• [Work instructions]:
Look through the records below, and whenever a line contains "iter", copy it.

Saved entries
━━━━━━━━━━━━━━━━━━━━

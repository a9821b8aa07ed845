use super::fixture::{DiagnosticSpec, Fixture, FixtureFile};
use sharpfix_common::Span;
use sharpfix_symbols::{SymbolArena, TypeKind, TypeRef};
use sharpfix_syntax::{OutlineBuilder, TypeAnchor};
use tempfile::TempDir;

const TWO_CLASSES: &str = "class A : IInterface\n{\n}\n\nclass B : IInterface\n{\n}\n";

fn two_classes(diagnostics: Vec<DiagnosticSpec>) -> FixtureFile {
    let mut arena = SymbolArena::new();
    let iface = arena.add_interface("IInterface");
    let a = arena
        .build_type("A", TypeKind::Class)
        .interface(TypeRef::named(iface))
        .finish();
    let b = arena
        .build_type("B", TypeKind::Class)
        .interface(TypeRef::named(iface))
        .finish();
    FixtureFile {
        symbols: arena,
        documents: vec![
            OutlineBuilder::new("Program.cs", TWO_CLASSES)
                .type_decl(TypeAnchor::new(a, "class A").base("IInterface"))
                .type_decl(TypeAnchor::new(b, "class B").base("IInterface")),
        ],
        diagnostics,
        options: Default::default(),
    }
}

fn by_entry(entry: &str) -> DiagnosticSpec {
    DiagnosticSpec {
        document: "Program.cs".to_string(),
        entry: Some(entry.to_string()),
        span: None,
    }
}

#[test]
fn test_repeated_entries_take_successive_occurrences() {
    let fixture = two_classes(vec![by_entry("IInterface"), by_entry("IInterface")])
        .resolve()
        .expect("resolves");

    let spans: Vec<Span> = fixture.diagnostics.iter().map(|d| d.span).collect();
    assert_eq!(spans, vec![Span::new(10, 20), Span::new(36, 46)]);
}

#[test]
fn test_no_diagnostics_means_every_entry() {
    let fixture = two_classes(Vec::new()).resolve().expect("resolves");

    assert_eq!(fixture.diagnostics.len(), 2);
    assert!(fixture.diagnostics.iter().all(|d| d.document == "Program.cs"));
}

#[test]
fn test_explicit_span_is_kept() {
    let fixture = two_classes(vec![DiagnosticSpec {
        document: "Program.cs".to_string(),
        entry: None,
        span: Some(Span::new(36, 46)),
    }])
    .resolve()
    .expect("resolves");

    assert_eq!(fixture.diagnostics[0].span, Span::new(36, 46));
}

#[test]
fn test_missing_entry_is_an_error() {
    let error = two_classes(vec![by_entry("IInterface"), by_entry("IInterface"), by_entry("IInterface")])
        .resolve()
        .expect_err("third occurrence does not exist");

    assert!(error.to_string().contains("occurrence 3"));
}

#[test]
fn test_unknown_document_is_an_error() {
    let error = two_classes(vec![DiagnosticSpec {
        document: "Other.cs".to_string(),
        entry: None,
        span: None,
    }])
    .resolve()
    .expect_err("unknown document");

    assert!(error.to_string().contains("Other.cs"));
}

#[test]
fn test_load_round_trips_through_json() {
    let dir = TempDir::new().expect("temp dir");
    let path = dir.path().join("fixture.json");
    let file = two_classes(vec![by_entry("IInterface")]);
    std::fs::write(&path, serde_json::to_string(&file).expect("serializes")).expect("writes");

    let fixture = Fixture::load(&path).expect("loads");

    assert_eq!(fixture.symbols, file.symbols);
    assert_eq!(fixture.documents[0].text, TWO_CLASSES);
    assert_eq!(fixture.diagnostics.len(), 1);
}

#[test]
fn test_load_reports_the_path() {
    let dir = TempDir::new().expect("temp dir");
    let path = dir.path().join("broken.json");
    std::fs::write(&path, "{ not json").expect("writes");

    let error = Fixture::load(&path).expect_err("invalid json");

    assert!(format!("{error:#}").contains("broken.json"));
    assert!(Fixture::load(&dir.path().join("missing.json")).is_err());
}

━━━━━━━━━━━━━━━━━━━━

• [Problem solution]:
    let spans: Vec<Span> = fixture.diagnostics.iter().map(|d| d.span).collect();
    assert!(fixture.diagnostics.iter().all(|d| d.document == "Program.cs"));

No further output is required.